E.g., Consider this simple swap procedure:
procedure Swap ( x, y )
integer x, y;
begin
integer t;
t := x;
x := y;
y := t;
end;
Apply this procedure using the "copy rule" (a conceptual model of how call-by-name works) as in the following examples:
Swap( i, j ); Swap( A[i], i ); Swap( i, A[i] );
Note:
The example of an Algol for-loop given in the textbook (p. 138) uses the operator '/' instead of '÷' in the while clause, which actually causes the loop to print
3 7 11 12 13 14 15 16 9 5 3 2 1 1 1 1 . . .

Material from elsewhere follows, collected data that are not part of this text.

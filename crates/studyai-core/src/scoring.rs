//! Grading of quiz and practice-test answers.
//!
//! Answers are compared to the expected answer by exact, case-sensitive
//! string equality. Unanswered questions count as incorrect.

use std::collections::BTreeMap;

use serde::{Deserialize, Serialize};

use crate::artifact::GradableItem;

/// Label shown in place of a missing answer.
pub const NOT_ANSWERED: &str = "Not answered";

/// Coarse grade derived from a percentage.
#[derive(Debug, Clone, Copy, PartialEq, Eq, Serialize, Deserialize)]
#[serde(rename_all = "snake_case")]
pub enum GradeBand {
    /// 80% or higher.
    Strong,
    /// 60% to 79%.
    Passing,
    /// Below 60%.
    NeedsWork,
}

impl GradeBand {
    /// Band for a percentage.
    #[must_use]
    pub const fn from_percent(percent: u8) -> Self {
        match percent {
            80.. => Self::Strong,
            60..=79 => Self::Passing,
            _ => Self::NeedsWork,
        }
    }
}

impl std::fmt::Display for GradeBand {
    fn fmt(&self, f: &mut std::fmt::Formatter<'_>) -> std::fmt::Result {
        match self {
            Self::Strong => write!(f, "strong"),
            Self::Passing => write!(f, "passing"),
            Self::NeedsWork => write!(f, "needs work"),
        }
    }
}

/// One graded question.
#[derive(Debug, Clone, PartialEq, Eq, Serialize, Deserialize)]
#[serde(rename_all = "camelCase")]
pub struct ReviewEntry {
    /// Question id.
    pub question_id: u32,
    /// Question text.
    pub prompt: String,
    /// The recorded answer, if any.
    pub your_answer: Option<String>,
    /// The expected answer.
    pub correct_answer: String,
    /// Whether the recorded answer matched exactly.
    pub is_correct: bool,
}

impl ReviewEntry {
    /// The recorded answer, or [`NOT_ANSWERED`].
    #[must_use]
    pub fn answer_display(&self) -> &str {
        self.your_answer.as_deref().unwrap_or(NOT_ANSWERED)
    }
}

/// Result of grading a set of answers.
#[derive(Debug, Clone, PartialEq, Eq, Serialize, Deserialize)]
#[serde(rename_all = "camelCase")]
pub struct ScoreReport {
    /// Number of correct answers.
    pub correct: usize,
    /// Number of questions.
    pub total: usize,
    /// Number of questions with any recorded answer.
    pub answered: usize,
    /// `round(100 * correct / total)`, or 0 when there are no questions.
    pub percent: u8,
    /// Grade band for `percent`.
    pub band: GradeBand,
    /// Per-question breakdown in question order.
    pub entries: Vec<ReviewEntry>,
}

/// Grades recorded answers against the expected answers.
///
/// # Examples
///
/// ```
/// use std::collections::BTreeMap;
/// use studyai_core::{scoring::score, GradableItem};
///
/// let items = [
///     GradableItem { id: 1, prompt: "2+2?", correct_answer: "4" },
///     GradableItem { id: 2, prompt: "Sky?", correct_answer: "blue" },
/// ];
/// let answers = BTreeMap::from([(1, "4".to_string()), (2, "Blue".to_string())]);
///
/// let report = score(&items, &answers);
/// assert_eq!(report.correct, 1);
/// assert_eq!(report.percent, 50);
/// ```
#[must_use]
pub fn score(items: &[GradableItem<'_>], answers: &BTreeMap<u32, String>) -> ScoreReport {
    let entries: Vec<ReviewEntry> = items
        .iter()
        .map(|item| {
            let your_answer = answers.get(&item.id).cloned();
            let is_correct = your_answer.as_deref() == Some(item.correct_answer);
            ReviewEntry {
                question_id: item.id,
                prompt: item.prompt.to_string(),
                your_answer,
                correct_answer: item.correct_answer.to_string(),
                is_correct,
            }
        })
        .collect();

    let correct = entries.iter().filter(|e| e.is_correct).count();
    let answered = entries.iter().filter(|e| e.your_answer.is_some()).count();
    let total = entries.len();
    let percent = percent_of(correct, total);

    ScoreReport {
        correct,
        total,
        answered,
        percent,
        band: GradeBand::from_percent(percent),
        entries,
    }
}

/// `round(100 * part / whole)` with halves rounded away from zero.
#[must_use]
pub fn percent_of(part: usize, whole: usize) -> u8 {
    if whole == 0 {
        return 0;
    }
    #[allow(clippy::cast_possible_truncation, clippy::cast_sign_loss, clippy::cast_precision_loss)]
    let percent = (100.0 * part as f64 / whole as f64).round().min(100.0) as u8;
    percent
}

/// Formats seconds as `m:ss`.
///
/// # Examples
///
/// ```
/// use studyai_core::scoring::format_clock;
///
/// assert_eq!(format_clock(1800), "30:00");
/// assert_eq!(format_clock(65), "1:05");
/// ```
#[must_use]
pub fn format_clock(secs: u64) -> String {
    format!("{}:{:02}", secs / 60, secs % 60)
}
impl SessionController {
    /// Creates an idle controller for one tool.
    #[must_use]
    pub fn new(kind: ArtifactKind, source: Arc<dyn ArtifactSource>) -> Self {
        Self::with_events(kind, source, EventBroadcaster::default())
    }

    /// Creates a controller that publishes on an existing broadcaster.
    #[must_use]
    pub fn with_events(
        kind: ArtifactKind,
        source: Arc<dyn ArtifactSource>,
        events: EventBroadcaster,
    ) -> Self {
        Self {
            state: Arc::new(Mutex::new(SessionState::new(kind))),
            source,
            events,
            countdown: Mutex::new(None),
        }
    }

    /// Subscribes to session events.
    #[must_use]
    pub fn subscribe(&self) -> broadcast::Receiver<SessionEvent> {
        self.events.subscribe()
    }

    /// Current phase.
    pub async fn phase(&self) -> Phase {
        self.state.lock().await.phase()
    }

    /// A copy of the session for rendering.
    pub async fn snapshot(&self) -> SessionSnapshot {
        self.state.lock().await.snapshot()
    }

    // ========================================================================
    // Generation
    // ========================================================================

    /// Submits a request and waits for generation.
    ///
    /// Returns `Ok(None)` if the session was reset while generation was in
    /// flight; the late result is discarded.
    pub async fn submit(&self, request: GenerationRequest) -> Result<Option<Artifact>> {
        let kind = request.kind();
        let token = {
            let mut state = self.state.lock().await;
            state.submit(request.clone()).inspect_err(|e| {
                debug!(kind = kind.as_str(), error = %e, "Submit rejected");
            })?
        };
        info!(kind = kind.as_str(), subject = %request.subject(), "Generation requested");
        self.emit_phase(Phase::Idle, Phase::Pending);

        let source = Arc::clone(&self.source);
        self.complete_pending(token, async move { source.generate(&request).await })
            .await
    }

    /// Loads a persisted artifact into the session.
    ///
    /// A missing id returns the session to `Idle` with nothing attached.
    pub async fn open(&self, id: Uuid) -> Result<Option<Artifact>> {
        let (kind, token) = {
            let mut state = self.state.lock().await;
            let token = state.begin_open()?;
            (state.kind(), token)
        };
        info!(kind = kind.as_str(), %id, "Opening stored artifact");
        self.emit_phase(Phase::Idle, Phase::Pending);

        let source = Arc::clone(&self.source);
        self.complete_pending(token, async move { source.fetch(kind, id).await })
            .await
    }

    async fn complete_pending<F>(&self, token: GenerationToken, work: F) -> Result<Option<Artifact>>
    where
        F: Future<Output = Result<Artifact>> + Send,
    {
        let outcome = work.await;

        let mut state = self.state.lock().await;
        match outcome {
            Ok(artifact) => match state.resolve(token, artifact.clone()) {
                Ok(true) => {
                    info!(id = %artifact.id, title = %artifact.title, "Artifact ready");
                    drop(state);
                    self.emit_phase(Phase::Pending, Phase::Ready);
                    Ok(Some(artifact))
                }
                Ok(false) => {
                    debug!(id = %artifact.id, "Discarding stale generation result");
                    drop(state);
                    self.events.send(SessionEvent::StaleResultDiscarded);
                    Ok(None)
                }
                Err(e) => {
                    warn!(error = %e, "Generated artifact rejected");
                    drop(state);
                    self.emit_failure(&e);
                    Err(e)
                }
            },
            Err(e) => {
                if state.fail(token, &e) {
                    warn!(error = %e, transient = e.is_transient(), "Generation failed");
                    drop(state);
                    self.emit_failure(&e);
                    Err(e)
                } else {
                    debug!(error = %e, "Ignoring failure from stale generation");
                    drop(state);
                    self.events.send(SessionEvent::StaleResultDiscarded);
                    Ok(None)
                }
            }
        }
    }

    // ========================================================================
    // Review
    // ========================================================================

    /// Begins review, arming the countdown for timed artifacts.
    pub async fn start(&self) -> Result<()> {
        let (limit, token) = {
            let mut state = self.state.lock().await;
            let limit = state.start()?;
            (limit, state.token())
        };
        self.emit_phase(Phase::Ready, Phase::Reviewing);

        if let Some(secs) = limit {
            info!(seconds = secs, "Starting countdown");
            let countdown = Countdown::spawn(Arc::clone(&self.state), token, self.events.clone());
            *self.countdown.lock().await = Some(countdown);
            self.events.send(SessionEvent::tick(secs));
        }
        Ok(())
    }

    /// Records or overwrites an answer.
    pub async fn record_answer(&self, question_id: u32, value: impl Into<String>) -> Result<()> {
        let mut state = self.state.lock().await;
        let before = state.phase();
        state
            .record_answer(question_id, value)
            .inspect_err(|e| debug!(question_id, error = %e, "Answer rejected"))?;
        let answered = state.answers().len();
        let after = state.phase();
        drop(state);

        if before != after {
            self.emit_phase(before, after);
        }
        self.events
            .send(SessionEvent::answer_recorded(question_id, answered));
        Ok(())
    }

    /// Records an answer for the question under the cursor.
    pub async fn answer_current(&self, value: impl Into<String>) -> Result<u32> {
        let question_id = {
            let state = self.state.lock().await;
            state
                .artifact()
                .and_then(|a| a.question_id_at(state.cursor().index()))
                .ok_or_else(|| StudyError::validation("answer", "there is no question to answer"))?
        };
        self.record_answer(question_id, value).await?;
        Ok(question_id)
    }

    /// Submits the answers and completes the session.
    ///
    /// Returns the score for kinds with questions.
    pub async fn finish(&self) -> Result<Option<ScoreReport>> {
        let (before, report) = {
            let mut state = self.state.lock().await;
            let before = state.phase();
            state.finish()?;
            (before, state.score())
        };
        self.cancel_countdown().await;

        if let Some(report) = &report {
            info!(
                correct = report.correct,
                total = report.total,
                percent = report.percent,
                "Session submitted"
            );
        }
        self.emit_phase(before, Phase::Completed);
        Ok(report)
    }

    /// Discards the session and returns to `Idle`.
    ///
    /// Any generation in flight is abandoned and the countdown is stopped.
    pub async fn reset(&self) {
        self.cancel_countdown().await;
        let (before, changed) = {
            let mut state = self.state.lock().await;
            let before = state.phase();
            (before, state.reset())
        };
        if changed {
            info!(from = %before, "Session reset");
            self.emit_phase(before, Phase::Idle);
        }
    }

    /// Clears the current notice.
    pub async fn dismiss_notice(&self) {
        self.state.lock().await.dismiss_notice();
    }

    // ========================================================================
    // Navigation
    // ========================================================================

    /// Moves to the next item.
    pub async fn next(&self) -> Result<usize> {
        self.navigate(SessionState::next).await
    }

    /// Moves to the previous item.
    pub async fn prev(&self) -> Result<usize> {
        self.navigate(SessionState::prev).await
    }

    /// Jumps to an item.
    pub async fn jump(&self, index: usize) -> Result<usize> {
        self.navigate(|s| s.jump(index)).await
    }

    async fn navigate(
        &self,
        step: impl FnOnce(&mut SessionState) -> Result<usize> + Send,
    ) -> Result<usize> {
        let mut state = self.state.lock().await;
        let index = step(&mut state)?;
        drop(state);
        self.events.send(SessionEvent::navigated(index, false));
        Ok(index)
    }

    /// Turns the current flashcard over.
    pub async fn flip(&self) -> Result<bool> {
        let mut state = self.state.lock().await;
        let flipped = state.flip()?;
        let index = state.cursor().index();
        drop(state);
        self.events.send(SessionEvent::navigated(index, flipped));
        Ok(flipped)
    }

    // ========================================================================
    // Helpers
    // ========================================================================

    async fn cancel_countdown(&self) {
        if let Some(countdown) = self.countdown.lock().await.take() {
            debug!("Cancelling countdown");
            countdown.cancel();
        }
    }

    fn emit_phase(&self, from: Phase, to: Phase) {
        debug!(%from, %to, "Phase changed");
        self.events.send(SessionEvent::phase_changed(from, to));
    }

    fn emit_failure(&self, error: &StudyError) {
        self.events.send(SessionEvent::error(error.user_message()));
        self.emit_phase(Phase::Pending, Phase::Idle);
    }
}
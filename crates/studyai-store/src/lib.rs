//! StudyAI Store
//!
//! SQLite implementation of the [`ArtifactStore`] port. Each artifact is one
//! row whose body column holds the kind-specific content as a JSON document.

use std::str::FromStr;
use std::sync::Arc;

use async_trait::async_trait;
use chrono::{DateTime, Utc};
use sqlx::sqlite::{SqliteConnectOptions, SqlitePoolOptions};
use sqlx::{FromRow, SqlitePool};
use studyai_core::{
    Artifact, ArtifactBody, ArtifactKind, ArtifactStore, ContentGenerator, GenerationRequest,
    Result, StudyError,
};
use tracing::{debug, info};
use uuid::Uuid;

/// Pool size used for file-backed databases.
pub const DEFAULT_MAX_CONNECTIONS: u32 = 5;

// ============================================================================
// Store
// ============================================================================

/// Artifact store backed by a SQLite database.
#[derive(Clone)]
pub struct SqliteArtifactStore {
    pool: SqlitePool,
    generator: Arc<dyn ContentGenerator>,
}

impl SqliteArtifactStore {
    /// Creates a store over an existing pool.
    #[must_use]
    pub fn new(pool: SqlitePool, generator: Arc<dyn ContentGenerator>) -> Self {
        Self { pool, generator }
    }

    /// Opens a pool for `database_url`, creating the database file if needed.
    ///
    /// In-memory URLs get a single connection so every query sees the same
    /// database.
    pub async fn connect(database_url: &str, generator: Arc<dyn ContentGenerator>) -> Result<Self> {
        let options = SqliteConnectOptions::from_str(database_url)
            .map_err(persistence)?
            .create_if_missing(true);
        let max_connections = if database_url.contains(":memory:") {
            1
        } else {
            DEFAULT_MAX_CONNECTIONS
        };

        let pool = SqlitePoolOptions::new()
            .max_connections(max_connections)
            .connect_with(options)
            .await
            .map_err(persistence)?;
        info!(database_url, max_connections, "Connected to artifact database");

        Ok(Self::new(pool, generator))
    }

    /// Runs embedded migrations. Call once at startup.
    pub async fn run_migrations(&self) -> Result<()> {
        sqlx::migrate!("./migrations")
            .run(&self.pool)
            .await
            .map_err(|e| StudyError::persistence(format!("migration failed: {e}")))?;
        Ok(())
    }

    /// The underlying pool.
    #[must_use]
    pub const fn pool(&self) -> &SqlitePool {
        &self.pool
    }

    async fn insert(&self, artifact: &Artifact) -> Result<()> {
        let body = serde_json::to_string(&artifact.body)?;
        sqlx::query(
            "INSERT INTO artifacts (id, kind, title, body, created_at) VALUES (?1, ?2, ?3, ?4, ?5)",
        )
        .bind(artifact.id.to_string())
        .bind(artifact.kind().as_str())
        .bind(&artifact.title)
        .bind(body)
        .bind(artifact.created_at)
        .execute(&self.pool)
        .await
        .map_err(persistence)?;
        Ok(())
    }
}

fn persistence(e: sqlx::Error) -> StudyError {
    StudyError::persistence(e.to_string())
}

// ============================================================================
// Records
// ============================================================================

#[derive(FromRow)]
struct ArtifactRecord {
    id: String,
    title: String,
    body: String,
    created_at: DateTime<Utc>,
}

impl ArtifactRecord {
    fn to_domain(self) -> Result<Artifact> {
        let id = Uuid::parse_str(&self.id).map_err(|e| {
            StudyError::persistence(format!("corrupt artifact id '{}': {e}", self.id))
        })?;
        let body: ArtifactBody = serde_json::from_str(&self.body)
            .map_err(|e| StudyError::persistence(format!("corrupt body for artifact {id}: {e}")))?;
        Ok(Artifact {
            id,
            title: self.title,
            created_at: self.created_at,
            body,
        })
    }
}

// ============================================================================
// ArtifactStore Implementation
// ============================================================================

#[async_trait]
impl ArtifactStore for SqliteArtifactStore {
    async fn create_artifact(&self, request: &GenerationRequest) -> Result<Artifact> {
        let kind = request.kind();
        if !kind.is_persisted() {
            return Err(StudyError::validation(
                "kind",
                format!("{} artifacts are not stored", kind.as_str()),
            ));
        }
        request.validate()?;

        let artifact = self.generator.generate(request).await?.into_artifact();
        if artifact.kind() != kind {
            return Err(StudyError::generation(format!(
                "generator returned a {} for a {} request",
                artifact.kind().as_str(),
                kind.as_str()
            )));
        }
        artifact.validate()?;

        self.insert(&artifact).await?;
        info!(id = %artifact.id, kind = kind.as_str(), "Artifact stored");
        Ok(artifact)
    }

    async fn get_artifact(&self, kind: ArtifactKind, id: Uuid) -> Result<Artifact> {
        debug!(%id, kind = kind.as_str(), "Loading artifact");
        let record = sqlx::query_as::<_, ArtifactRecord>(
            "SELECT id, title, body, created_at FROM artifacts WHERE id = ?1 AND kind = ?2",
        )
        .bind(id.to_string())
        .bind(kind.as_str())
        .fetch_optional(&self.pool)
        .await
        .map_err(persistence)?
        .ok_or_else(|| StudyError::not_found(kind, id))?;

        record.to_domain()
    }
}
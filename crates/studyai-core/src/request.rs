//! Generation requests.
//!
//! A [`GenerationRequest`] is what a user submits to a study tool: the
//! subject text plus a kind-specific set of options. The artifact kind is
//! derived from the options variant, so a quiz request can never carry
//! essay options.

use serde::{Deserialize, Serialize};

use crate::artifact::ArtifactKind;
use crate::error::{Result, StudyError};

/// Upper bound on questions per quiz or practice test.
pub const MAX_QUESTIONS: u32 = 50;

/// Declares a fieldless enum with a fixed wire name per variant.
///
/// Generates `as_str`, `ALL`, `Display`, and a case-insensitive `FromStr`.
macro_rules! wire_enum {
    (
        $(#[$meta:meta])*
        pub enum $name:ident {
            $( $(#[$vmeta:meta])* $variant:ident => $wire:literal ),+ $(,)?
        }
    ) => {
        $(#[$meta])*
        pub enum $name {
            $( $(#[$vmeta])* #[serde(rename = $wire)] $variant ),+
        }

        impl $name {
            /// Every variant in declaration order.
            pub const ALL: &'static [Self] = &[$(Self::$variant),+];

            /// The wire name of this variant.
            #[must_use]
            pub const fn as_str(self) -> &'static str {
                match self {
                    $( Self::$variant => $wire ),+
                }
            }
        }

        impl std::fmt::Display for $name {
            fn fmt(&self, f: &mut std::fmt::Formatter<'_>) -> std::fmt::Result {
                f.write_str(self.as_str())
            }
        }

        impl std::str::FromStr for $name {
            type Err = StudyError;

            fn from_str(s: &str) -> Result<Self> {
                let lower = s.trim().to_lowercase();
                Self::ALL
                    .iter()
                    .copied()
                    .find(|v| v.as_str() == lower)
                    .ok_or_else(|| {
                        let expected: Vec<&str> = Self::ALL.iter().map(|v| v.as_str()).collect();
                        StudyError::validation(
                            stringify!($name),
                            format!("'{s}' is not one of: {}", expected.join(", ")),
                        )
                    })
            }
        }
    };
}

pub(crate) use wire_enum;

wire_enum! {
    /// How hard generated quiz questions should be.
    #[derive(Debug, Clone, Copy, PartialEq, Eq, Hash, Default, Serialize, Deserialize)]
    pub enum Difficulty {
        /// Introductory questions.
        Easy => "easy",
        /// The default level.
        #[default]
        Medium => "medium",
        /// Challenging questions.
        Hard => "hard",
    }
}

wire_enum! {
    /// Which question types a quiz should contain.
    #[derive(Debug, Clone, Copy, PartialEq, Eq, Hash, Default, Serialize, Deserialize)]
    pub enum QuestionTypeChoice {
        /// Cycle through multiple-choice, true/false, and open-ended.
        #[default]
        Mixed => "mixed",
        /// Multiple-choice only.
        MultipleChoice => "multiple-choice",
        /// True/false only.
        TrueFalse => "true-false",
        /// Open-ended only.
        OpenEnded => "open-ended",
    }
}

wire_enum! {
    /// Which sections a study guide contains.
    #[derive(Debug, Clone, Copy, PartialEq, Eq, Hash, Default, Serialize, Deserialize)]
    pub enum GuideFormat {
        /// Structured outline only.
        #[default]
        Outline => "outline",
        /// Prose summary with key points only.
        Summary => "summary",
        /// Outline, summary, and key points.
        Both => "both",
    }
}

wire_enum! {
    /// Rhetorical mode of an essay.
    #[derive(Debug, Clone, Copy, PartialEq, Eq, Hash, Default, Serialize, Deserialize)]
    pub enum EssayType {
        /// Argues a position with evidence.
        #[default]
        Argumentative => "argumentative",
        /// Tries to convince the reader.
        Persuasive => "persuasive",
        /// Explains a topic neutrally.
        Expository => "expository",
        /// Tells a story.
        Narrative => "narrative",
        /// Describes a subject in detail.
        Descriptive => "descriptive",
        /// Compares and contrasts two subjects.
        CompareContrast => "compare-contrast",
    }
}

wire_enum! {
    /// Target length of an essay.
    #[derive(Debug, Clone, Copy, PartialEq, Eq, Hash, Default, Serialize, Deserialize)]
    pub enum EssayLength {
        /// Roughly 300-500 words.
        Short => "short",
        /// Roughly 500-800 words.
        #[default]
        Medium => "medium",
        /// Roughly 800-1200 words.
        Long => "long",
        /// More than 1200 words.
        Extended => "extended",
    }
}

wire_enum! {
    /// Depth of a concept explanation.
    #[derive(Debug, Clone, Copy, PartialEq, Eq, Hash, Default, Serialize, Deserialize)]
    pub enum ExplanationLevel {
        /// No prior knowledge assumed.
        Beginner => "beginner",
        /// Some familiarity assumed.
        #[default]
        Intermediate => "intermediate",
        /// Deep dive.
        Advanced => "advanced",
    }
}

/// Kind-specific options for a generation request.
#[derive(Debug, Clone, PartialEq, Eq, Serialize, Deserialize)]
#[serde(tag = "kind", rename_all = "snake_case")]
pub enum RequestOptions {
    /// Options for a quiz.
    #[serde(rename_all = "camelCase")]
    Quiz {
        /// Question difficulty.
        difficulty: Difficulty,
        /// Question type selection.
        question_type: QuestionTypeChoice,
        /// Number of questions to generate.
        num_questions: u32,
    },
    /// A flashcard set takes no options.
    FlashcardSet,
    /// Options for a study guide.
    StudyGuide {
        /// Sections to include.
        format: GuideFormat,
    },
    /// Options for a timed practice test.
    #[serde(rename_all = "camelCase")]
    PracticeTest {
        /// Time limit in minutes.
        time_limit_minutes: u32,
        /// Number of questions to generate.
        num_questions: u32,
    },
    /// Options for an essay.
    #[serde(rename_all = "camelCase")]
    Essay {
        /// Rhetorical mode.
        essay_type: EssayType,
        /// Target length.
        length: EssayLength,
    },
    /// Options for a concept explanation.
    ConceptExplanation {
        /// Depth of the explanation.
        level: ExplanationLevel,
    },
}

impl RequestOptions {
    /// Default options for the given kind.
    #[must_use]
    pub const fn defaults_for(kind: ArtifactKind) -> Self {
        match kind {
            ArtifactKind::Quiz => Self::Quiz {
                difficulty: Difficulty::Medium,
                question_type: QuestionTypeChoice::Mixed,
                num_questions: 10,
            },
            ArtifactKind::FlashcardSet => Self::FlashcardSet,
            ArtifactKind::StudyGuide => Self::StudyGuide {
                format: GuideFormat::Outline,
            },
            ArtifactKind::PracticeTest => Self::PracticeTest {
                time_limit_minutes: 30,
                num_questions: 20,
            },
            ArtifactKind::Essay => Self::Essay {
                essay_type: EssayType::Argumentative,
                length: EssayLength::Medium,
            },
            ArtifactKind::ConceptExplanation => Self::ConceptExplanation {
                level: ExplanationLevel::Intermediate,
            },
        }
    }

    /// The artifact kind these options produce.
    #[must_use]
    pub const fn kind(&self) -> ArtifactKind {
        match self {
            Self::Quiz { .. } => ArtifactKind::Quiz,
            Self::FlashcardSet => ArtifactKind::FlashcardSet,
            Self::StudyGuide { .. } => ArtifactKind::StudyGuide,
            Self::PracticeTest { .. } => ArtifactKind::PracticeTest,
            Self::Essay { .. } => ArtifactKind::Essay,
            Self::ConceptExplanation { .. } => ArtifactKind::ConceptExplanation,
        }
    }
}

/// A user's request to generate one study artifact.
///
/// # Examples
///
/// ```
/// use studyai_core::{ArtifactKind, GenerationRequest, RequestOptions};
///
/// let request = GenerationRequest::new(
///     "photosynthesis",
///     RequestOptions::defaults_for(ArtifactKind::Quiz),
/// );
/// assert_eq!(request.kind(), ArtifactKind::Quiz);
/// assert!(request.validate().is_ok());
/// ```
#[derive(Debug, Clone, PartialEq, Eq, Serialize, Deserialize)]
#[serde(rename_all = "camelCase")]
pub struct GenerationRequest {
    /// Topic, subject, concept, or pasted content, depending on the tool.
    pub subject_text: String,
    /// Kind-specific options.
    pub options: RequestOptions,
}

impl GenerationRequest {
    /// Creates a new request. Call [`validate`](Self::validate) before use.
    #[must_use]
    pub fn new(subject_text: impl Into<String>, options: RequestOptions) -> Self {
        Self {
            subject_text: subject_text.into(),
            options,
        }
    }

    /// The artifact kind this request produces.
    #[must_use]
    pub const fn kind(&self) -> ArtifactKind {
        self.options.kind()
    }

    /// The subject text with surrounding whitespace removed.
    #[must_use]
    pub fn subject(&self) -> &str {
        self.subject_text.trim()
    }

    /// Checks that the request can be sent to a generator.
    pub fn validate(&self) -> Result<()> {
        if self.subject().is_empty() {
            return Err(StudyError::validation(
                self.kind().subject_label(),
                "must not be empty",
            ));
        }

        match self.options {
            RequestOptions::Quiz { num_questions, .. }
            | RequestOptions::PracticeTest { num_questions, .. }
                if num_questions == 0 || num_questions > MAX_QUESTIONS =>
            {
                Err(StudyError::validation(
                    "numQuestions",
                    format!("must be between 1 and {MAX_QUESTIONS}, got {num_questions}"),
                ))
            }
            RequestOptions::PracticeTest {
                time_limit_minutes: 0,
                ..
            } => Err(StudyError::validation(
                "timeLimitMinutes",
                "must be greater than zero",
            )),
            _ => Ok(()),
        }
    }
}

Three features of the specification of Algol 60 interact to produce this list of values:
The step ... until statement steps the value of the loop control variable until it has passed the specified termination value, so i has the value 17 after the clause '11 step 1 until 16' finishes and before the clause 'i / 2 while i >= 1' starts (but the statement controlled by the loop is not executed for i as 17).
The '/' operator in Algol operates on either real or integer arguments, but returns a real result. (The '÷' operator, on the other hand, operates only on integer arguments and returns an integer result.) This implies that i / 2 has the value 8.5 the first time the while clause is executed.
The Revised Report on the Algorithmic Language Algol 60 specifies that a real value is to be rounded (not truncated, as in C and related languages) if it is to be assigned to an integer variable.